Indefinite and Negative Pronouns in Spanish Translation

This can be explained considering the following two lists. They will be applied with an examination of the problems caused by indefinite and negative pronouns in Spanish translation.

List 1:

Some common English indefinite pronouns and their Spanish translations
Something = algo
Somebody, someone = alguien
Some (one) = alguno (s)

For example, ‘There is something I do not understand’/Hay algo que no comprendo; ‘Someone has told her the truth’/Alguien le ha dicho la verdad.

List 2:

Some common English negative pronouns and their Spanish translations
Nothing = nada
Nobody, no one = nadie
No one, none = ninguno (a, os, as)

For example, ‘Nothing pleases him more than skiing´- Nada le gusta más que esquiar; ‘It is a pleasure that harms no one’/Es un placer que a nadie hace daño.

Translator must remember that though the English language does not permit the use of the double negative, its use is perfectly acceptable in the Spanish language. In fact, Spanish demands that if a negative pronoun comes after the verb, then a ‘no´ must come before the verb.
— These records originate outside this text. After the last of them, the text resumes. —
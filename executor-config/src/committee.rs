// Copyright (c) Contributors to the contract-executor project.
// SPDX-License-Identifier: Apache-2.0

//! The cohort of executors assigned to a contract, and the `⌈2N/3⌉`
//! threshold arithmetic `BatchExecutionTask` uses to decide when enough
//! matching opinions have arrived (spec §4.2 THRESHOLD_MET). Modeled after
//! `consensus-config::Committee`'s role as the single source of truth for
//! quorum math, simplified to unweighted membership (the chain assigns
//! each executor equal voting weight, unlike stake-weighted consensus).

use std::collections::BTreeSet;

use executor_types::ExecutorKey;
use serde::{Deserialize, Serialize};

#[derive(Clone, Debug, Serialize, Deserialize)]
pub struct Committee {
    executors: BTreeSet<ExecutorKey>,
}

impl Committee {
    pub fn new(executors: impl IntoIterator<Item = ExecutorKey>) -> Self {
        Self {
            executors: executors.into_iter().collect(),
        }
    }

    pub fn len(&self) -> usize {
        self.executors.len()
    }

    pub fn is_empty(&self) -> bool {
        self.executors.is_empty()
    }

    pub fn contains(&self, executor: &ExecutorKey) -> bool {
        self.executors.contains(executor)
    }

    pub fn members(&self) -> impl Iterator<Item = &ExecutorKey> {
        self.executors.iter()
    }

    /// `⌈2N/3⌉` of the cohort size, including self, per spec §4.2.
    pub fn threshold(&self) -> usize {
        ceil_two_thirds(self.executors.len())
    }
}

fn ceil_two_thirds(n: usize) -> usize {
    (2 * n + 2) / 3
}

#[cfg(test)]
mod tests {
    use super::*;

    #[test]
    fn threshold_matches_ceil_2n_over_3() {
        assert_eq!(ceil_two_thirds(1), 1);
        assert_eq!(ceil_two_thirds(3), 2);
        assert_eq!(ceil_two_thirds(4), 3);
        assert_eq!(ceil_two_thirds(6), 4);
        assert_eq!(ceil_two_thirds(7), 5);
    }

    #[test]
    fn committee_threshold_accounts_for_self() {
        let committee = Committee::new((0..7u8).map(|i| ExecutorKey([i; 32])));
        assert_eq!(committee.len(), 7);
        assert_eq!(committee.threshold(), 5);
    }
}
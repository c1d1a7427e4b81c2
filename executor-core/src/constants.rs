// Copyright (c) Contributors to the contract-executor project.
// SPDX-License-Identifier: Apache-2.0

//! Fixed, non-configurable constants. Tunable knobs live in
//! `executor_config::ExecutorConfig`/`ContractConfig` instead.

/// Channel depth for the single core-thread command queue (teacher:
/// `CORE_THREAD_COMMANDS_CHANNEL_SIZE` in `core_thread.rs`).
pub const CORE_THREAD_COMMANDS_CHANNEL_SIZE: usize = 128;

/// Domain separation tag hashed into the PoEx scalar derivation `d = H(...)`.
pub const POEX_SECRET_DOMAIN: &[u8] = b"contract-executor/poex/secret-v1";

/// Domain separation tag hashed into the PoEx challenge `c = H(beta || Y || pk)`.
pub const POEX_CHALLENGE_DOMAIN: &[u8] = b"contract-executor/poex/challenge-v1";

/// Domain separation tag for the Schnorr `T`-proof challenge `d = H(F || T || pk)`.
pub const POEX_TPROOF_DOMAIN: &[u8] = b"contract-executor/poex/tproof-v1";
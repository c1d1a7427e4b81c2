// Copyright (c) Contributors to the contract-executor project.
// SPDX-License-Identifier: Apache-2.0

//! Scenario 4 (spec §8): automatic execution is enabled, then disabled,
//! then re-enabled across a run of blocks, with a freeze partway through
//! that must make the disable/enable toggle a no-op for already-frozen
//! heights.

use executor_core::{BatchesManager, ExecutorMetrics};
use executor_types::CallerKey;

fn manual(id: u8, height: u64) -> executor_types::ManualCallRequest {
    executor_types::ManualCallRequest::new(
        executor_types::CallId([id; 32]),
        "f.wasm".into(),
        "main".into(),
        10,
        5,
        CallerKey::zero(),
        height,
        vec![],
        vec![],
    )
}

#[test]
fn toggling_automatic_execution_mid_stream_respects_the_freeze() {
    let mut mgr = BatchesManager::new(1, 8, ExecutorMetrics::new_for_test());
    mgr.set_automatic_executions_enabled_since(Some(0));

    // Blocks 1-4: automatic enabled, always fires.
    for h in 1..=4 {
        mgr.add_manual_call(manual(h as u8, h));
        mgr.add_block(h, |_| Some(true)).unwrap();
    }
    for _ in 1..=4 {
        let batch = mgr.next_batch().unwrap();
        assert!(batch.automatic_call().is_some(), "automatic should have fired for blocks 1-4");
    }

    // Freeze everything up to and including height 5, then disable
    // automatic execution. The freeze must shield height 5's already
    // decided (or about-to-be-decided) outcome from the disable.
    mgr.add_manual_call(manual(5, 5));
    mgr.add_block(5, |_| Some(true)).unwrap();
    mgr.set_unmodifiable_up_to(5);
    mgr.set_automatic_executions_enabled_since(None);

    let frozen_batch = mgr.next_batch().unwrap();
    assert!(frozen_batch.automatic_call().is_some(), "height 5 was frozen before the disable, so its automatic call must survive");

    // Blocks 6-12: automatic now disabled, none should fire even though
    // the evaluator would otherwise say yes.
    for h in 6..=12 {
        mgr.add_manual_call(manual(h as u8, h));
        mgr.add_block(h, |_| Some(true)).unwrap();
    }
    let mut disabled_batches = Vec::new();
    while mgr.has_next_batch() {
        disabled_batches.push(mgr.next_batch().unwrap());
    }
    assert_eq!(disabled_batches.len(), 7, "one batch per block 6..=12");
    for batch in &disabled_batches {
        assert!(batch.automatic_call().is_none(), "automatic execution is disabled for blocks 6-12");
    }

    // Re-enabling from height 13 onward must resume firing.
    mgr.set_automatic_executions_enabled_since(Some(13));
    mgr.add_manual_call(manual(13, 13));
    mgr.add_block(13, |_| Some(true)).unwrap();
    let reenabled_batch = mgr.next_batch().unwrap();
    assert!(reenabled_batch.automatic_call().is_some());
}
Hence, ‘They didn´t meet anyone at the party´ will be translated into Spanish as ‘No conocieron a nadie en la fiesta´.

They must also remember that an indefinite pronoun requires the negative form in Spanish if appears after a comparative. For example, ‘Más que nada me gusta viajar´ (I like to travel more than anything). The ‘personal a´ must appear before the indefinite pronoun ‘alguien´ as well as its negative counterpart ‘nadie´ if it is being used as a direct object. For example, ‘Esta mañana no he visto a nadie.´ (This morning I have seen no one.)